───── Recorded data ─────

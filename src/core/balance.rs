//! Balance service - loads a group's ledger through a [`LedgerStore`] and runs the
//! aggregation and settlement engine over it.

use super::{
    ledger::{LedgerSummary, aggregate},
    model::{ExpenseWithSplits, GroupId, Member},
    settlement::{Payment, plan},
};
use crate::{
    errors::{Error, Result},
    store::LedgerStore,
};
use std::collections::BTreeSet;
use tracing::{debug, instrument, warn};

/// Everything needed to render a group's balances.
#[derive(Debug, Clone, PartialEq, Eq)]
pub struct GroupBalances {
    pub group_id: GroupId,
    pub members: Vec<Member>,
    pub ledger: LedgerSummary,
    pub settlement: Vec<Payment>,
}

/// A group's members and validated expenses, as read from a [`LedgerStore`].
#[derive(Debug, Clone, PartialEq, Eq)]
pub struct GroupRecords {
    pub members: Vec<Member>,
    pub expenses: Vec<ExpenseWithSplits>,
}

/// Fetches a group's members and every expense with its splits, and checks them.
///
/// # Errors
/// - [`Error::SplitSumMismatch`] or [`Error::DuplicateParticipant`] if an expense's
///   splits are inconsistent
/// - [`Error::NotAGroupMember`] if a payer or split member is not in the group
#[instrument(skip(store))]
pub async fn load_group_expenses<S: LedgerStore>(
    store: &S,
    group_id: GroupId,
) -> Result<GroupRecords> {
    let members = store.fetch_group_members(group_id).await?;
    let member_ids: BTreeSet<_> = members.iter().map(|member| member.id).collect();

    let expenses = store.fetch_group_expenses(group_id).await?;
    let mut records = Vec::with_capacity(expenses.len());
    for expense in expenses {
        let splits = store.fetch_splits_for_expense(expense.id).await?;
        let record = ExpenseWithSplits { expense, splits };
        record.validate()?;

        let outsider = std::iter::once(record.expense.paid_by)
            .chain(record.splits.iter().map(|split| split.member_id))
            .find(|member| !member_ids.contains(member));
        if let Some(member) = outsider {
            warn!(
                expense_id = %record.expense.id,
                "Expense references member {member} outside group {group_id}"
            );
            return Err(Error::NotAGroupMember {
                member,
                group: group_id,
            });
        }

        records.push(record);
    }

    debug!("Loaded {} expense(s)", records.len());
    Ok(GroupRecords {
        members,
        expenses: records,
    })
}

/// Aggregates a group's balances. Members without any outstanding activity are
/// included with a zero balance.
pub async fn group_ledger<S: LedgerStore>(store: &S, group_id: GroupId) -> Result<LedgerSummary> {
    Ok(group_balances(store, group_id).await?.ledger)
}

/// Plans the payments that settle a group.
///
/// # Errors
/// Besides the loading errors of [`load_group_expenses`], returns
/// [`Error::UnbalancedLedger`] if the aggregated balances do not sum to zero.
pub async fn group_settlement_plan<S: LedgerStore>(
    store: &S,
    group_id: GroupId,
) -> Result<Vec<Payment>> {
    Ok(group_balances(store, group_id).await?.settlement)
}

/// Loads, aggregates and plans a group in one go.
#[instrument(skip(store))]
pub async fn group_balances<S: LedgerStore>(store: &S, group_id: GroupId) -> Result<GroupBalances> {
    let GroupRecords { members, expenses } = load_group_expenses(store, group_id).await?;

    let mut ledger = aggregate(&expenses)?;
    for member in &members {
        ledger.members.entry(member.id).or_default();
    }

    let settlement = plan(&ledger.net_balances())?;
    debug!("Planned {} payment(s)", settlement.len());

    Ok(GroupBalances {
        group_id,
        members,
        ledger,
        settlement,
    })
}

#[cfg(test)]
mod tests {
    #![allow(clippy::unwrap_used)]
    use super::*;
    use crate::core::{
        expense::{record_expense, settle_between},
        model::MemberId,
        money::Money,
    };
    use crate::store::SeaOrmStore;
    use crate::test_utils::*;

    #[tokio::test]
    async fn test_four_way_dinner() -> Result<()> {
        let (db, group, members) = setup_with_group(&["A", "B", "C", "D"]).await?;
        let ids: Vec<MemberId> = members.iter().map(|m| m.id).collect();
        record_expense(&db, new_equal_expense(group.id, ids[0], 1200, &ids)).await?;

        let store = SeaOrmStore::new(db);
        let balances = group_balances(&store, group.id).await?;

        assert_eq!(balances.ledger.net_balance(ids[0]), Money::from_minor(900));
        for &member in &ids[1..] {
            assert_eq!(balances.ledger.net_balance(member), Money::from_minor(-300));
        }

        let payments: Vec<(MemberId, MemberId, i64)> = balances
            .settlement
            .iter()
            .map(|p| (p.from, p.to, p.amount.minor()))
            .collect();
        assert_eq!(
            payments,
            vec![
                (ids[1], ids[0], 300),
                (ids[2], ids[0], 300),
                (ids[3], ids[0], 300)
            ]
        );
        Ok(())
    }

    #[tokio::test]
    async fn test_idle_members_are_listed() -> Result<()> {
        let (db, group, members) = setup_with_group(&["A", "B", "C"]).await?;
        record_expense(
            &db,
            new_equal_expense(group.id, members[0].id, 100, &[members[0].id, members[1].id]),
        )
        .await?;

        let ledger = group_ledger(&SeaOrmStore::new(db), group.id).await?;
        assert_eq!(ledger.members.len(), 3);
        assert_eq!(ledger.net_balance(members[2].id), Money::ZERO);
        Ok(())
    }

    #[tokio::test]
    async fn test_settled_pair_drops_out_of_plan() -> Result<()> {
        let (db, group, members) = setup_with_group(&["A", "B", "C"]).await?;
        let ids: Vec<MemberId> = members.iter().map(|m| m.id).collect();
        record_expense(&db, new_equal_expense(group.id, ids[0], 300, &ids)).await?;

        settle_between(&db, group.id, ids[1], ids[0]).await?;

        let plan = group_settlement_plan(&SeaOrmStore::new(db), group.id).await?;
        assert_eq!(plan.len(), 1);
        assert_eq!(plan[0].from, ids[2]);
        assert_eq!(plan[0].to, ids[0]);
        assert_eq!(plan[0].amount, Money::from_minor(100));
        Ok(())
    }

    #[tokio::test]
    async fn test_split_outside_group_is_reported() {
        let store = MemoryStore::default()
            .with_members(&[1, 2])
            .with_expense(1, 1, &[(1, 50), (3, 50)]);

        let result = group_balances(&store, GroupId(1)).await;
        assert!(matches!(
            result,
            Err(Error::NotAGroupMember { member: MemberId(3), .. })
        ));
    }

    #[tokio::test]
    async fn test_inconsistent_splits_are_reported() {
        let store = MemoryStore::default()
            .with_members(&[1, 2])
            .with_raw_expense(1, 1, 100, &[(1, 50), (2, 40)]);

        let result = group_balances(&store, GroupId(1)).await;
        assert!(matches!(result, Err(Error::SplitSumMismatch { .. })));
    }

    #[tokio::test]
    async fn test_members_are_fetched_once() -> Result<()> {
        let store = MemoryStore::default()
            .with_members(&[1, 2])
            .with_expense(1, 1, &[(1, 50), (2, 50)]);

        let balances = group_balances(&store, GroupId(1)).await?;
        assert_eq!(balances.members.len(), 2);
        assert_eq!(store.member_fetches(), 1);
        Ok(())
    }

    #[tokio::test]
    async fn test_overflowing_group_is_reported() {
        let store = MemoryStore::default()
            .with_members(&[1, 2])
            .with_expense(1, 1, &[(2, i64::MAX)])
            .with_expense(2, 1, &[(2, 1)]);

        let result = group_balances(&store, GroupId(1)).await;
        assert!(matches!(result, Err(Error::AmountOverflow { .. })));
    }

    #[tokio::test]
    async fn test_empty_group() -> Result<()> {
        let store = MemoryStore::default().with_members(&[1]);
        let balances = group_balances(&store, GroupId(1)).await?;
        assert!(balances.settlement.is_empty());
        assert_eq!(balances.ledger.net_balance(MemberId(1)), Money::ZERO);
        Ok(())
    }
}
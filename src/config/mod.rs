/// Database configuration and connection management
pub mod database;

/// Currency settings and member seeds loaded from config.toml
pub mod ledger;
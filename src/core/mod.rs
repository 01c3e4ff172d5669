//! Core business logic - the ledger engine and the operations that feed it.
//!
//! The engine itself ([`allocator`], [`ledger`], [`settlement`]) is pure and
//! synchronous. The remaining modules read and write the persisted records.

/// Split allocation with exact minor-unit remainder distribution
pub mod allocator;
/// Loading a group's ledger through a store and running the engine over it
pub mod balance;
/// Recording expenses and settling splits
pub mod expense;
/// Friend lists
pub mod friend;
/// Groups and membership
pub mod group;
/// Pairwise netting and per-member balances
pub mod ledger;
/// Members
pub mod member;
/// Domain records consumed by the engine
pub mod model;
/// Integer money in minor units
pub mod money;
/// Viewer summaries and display formatting
pub mod report;
/// Greedy settlement planning
pub mod settlement;

pub use allocator::allocate;
pub use ledger::{LedgerSummary, MemberBalance, aggregate};
pub use money::Money;
pub use settlement::{Payment, plan};
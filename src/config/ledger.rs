//! Ledger configuration loading from config.toml
//!
//! The file names the currency every amount is expressed in and, optionally, a list
//! of members to create on first run.

use crate::errors::{Error, Result};
use serde::Deserialize;
use std::path::Path;

/// Configuration structure representing the entire config.toml file
#[derive(Debug, Default, Deserialize)]
pub struct Config {
    /// Currency used for amounts and display
    #[serde(default)]
    pub currency: CurrencyConfig,
    /// Members to seed when missing
    #[serde(default)]
    pub members: Vec<MemberConfig>,
}

/// Currency settings
#[derive(Debug, Deserialize, Clone, PartialEq, Eq)]
pub struct CurrencyConfig {
    /// ISO code stored with every expense (e.g., "INR")
    pub code: String,
    /// Symbol used when formatting amounts (e.g., "₹")
    pub symbol: String,
    /// Number of minor-unit digits (2 for cents/paise, 0 for yen)
    pub minor_unit_digits: u32,
}

impl Default for CurrencyConfig {
    fn default() -> Self {
        Self {
            code: "INR".to_string(),
            symbol: "₹".to_string(),
            minor_unit_digits: 2,
        }
    }
}

/// A member to create on startup
#[derive(Debug, Deserialize, Clone)]
pub struct MemberConfig {
    /// Display name, also used to detect already-seeded members
    pub display_name: String,
}

/// Loads ledger configuration from a TOML file
///
/// # Errors
/// Returns an error if:
/// - The file cannot be read
/// - The TOML syntax is invalid
/// - The minor-unit exponent is too large to represent
pub fn load_config<P: AsRef<Path>>(path: P) -> Result<Config> {
    let contents = std::fs::read_to_string(path.as_ref()).map_err(|e| Error::Config {
        message: format!("Failed to read config file: {e}"),
    })?;

    parse_config(&contents)
}

/// Parses configuration from TOML text.
pub fn parse_config(contents: &str) -> Result<Config> {
    let config: Config = toml::from_str(contents).map_err(|e| Error::Config {
        message: format!("Failed to parse config.toml: {e}"),
    })?;

    // i64 minor units cannot hold more than 18 decimal digits
    if config.currency.minor_unit_digits > 18 {
        return Err(Error::Config {
            message: format!(
                "minor_unit_digits must be at most 18, got {}",
                config.currency.minor_unit_digits
            ),
        });
    }

    Ok(config)
}

/// Loads configuration from the default location (./config.toml), falling back to
/// defaults when the file does not exist.
pub fn load_default_config() -> Result<Config> {
    let path = Path::new("config.toml");
    if !path.exists() {
        tracing::warn!("config.toml not found, using default currency settings");
        return Ok(Config::default());
    }
    load_config(path)
}

#[cfg(test)]
mod tests {
    #![allow(clippy::unwrap_used)]
    use super::*;

    #[test]
    fn test_parse_ledger_config() {
        let toml_str = r#"
            [currency]
            code = "EUR"
            symbol = "€"
            minor_unit_digits = 2

            [[members]]
            display_name = "Priya"

            [[members]]
            display_name = "Rahul"
        "#;

        let config = parse_config(toml_str).unwrap();
        assert_eq!(config.currency.code, "EUR");
        assert_eq!(config.currency.symbol, "€");
        assert_eq!(config.members.len(), 2);
        assert_eq!(config.members[1].display_name, "Rahul");
    }

    #[test]
    fn test_defaults_when_sections_missing() {
        let config = parse_config("").unwrap();
        assert_eq!(config.currency, CurrencyConfig::default());
        assert!(config.members.is_empty());
    }

    #[test]
    fn test_rejects_oversized_exponent() {
        let toml_str = r#"
            [currency]
            code = "XXX"
            symbol = "X"
            minor_unit_digits = 30
        "#;
        assert!(matches!(
            parse_config(toml_str),
            Err(Error::Config { message: _ })
        ));
    }
}
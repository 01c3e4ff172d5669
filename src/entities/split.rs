//! Split entity - One member's share of one expense.
//!
//! `settled_at` is only set once `is_settled` flips to true. Settled splits stay in
//! the table as history but no longer count towards balances.
use sea_orm::entity::prelude::*;
use serde::{Deserialize, Serialize};

/// Expense split database model
#[derive(Clone, Debug, PartialEq, Eq, DeriveEntityModel, Serialize, Deserialize)]
#[sea_orm(table_name = "expense_splits")]
pub struct Model {
    /// Unique identifier for the split
    #[sea_orm(primary_key)]
    pub id: i64,
    /// Expense this split belongs to
    pub expense_id: i64,
    /// Member who owes this share
    pub member_id: i64,
    /// Owed amount in minor currency units
    pub amount_minor: i64,
    /// Whether the share has been paid back
    pub is_settled: bool,
    /// When the share was paid back
    pub settled_at: Option<DateTimeUtc>,
}

/// Defines relationships between Split and other entities
#[derive(Copy, Clone, Debug, EnumIter, DeriveRelation)]
pub enum Relation {
    /// Each split belongs to one expense
    #[sea_orm(
        belongs_to = "super::expense::Entity",
        from = "Column::ExpenseId",
        to = "super::expense::Column::Id"
    )]
    Expense,
}

impl Related<super::expense::Entity> for Entity {
    fn to() -> RelationDef {
        Relation::Expense.def()
    }
}

impl ActiveModelBehavior for ActiveModel {}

─────

### Work instructions
What is needed is the number of lines in the data that hold the word "units", and nothing more.

### Result of the exercise
3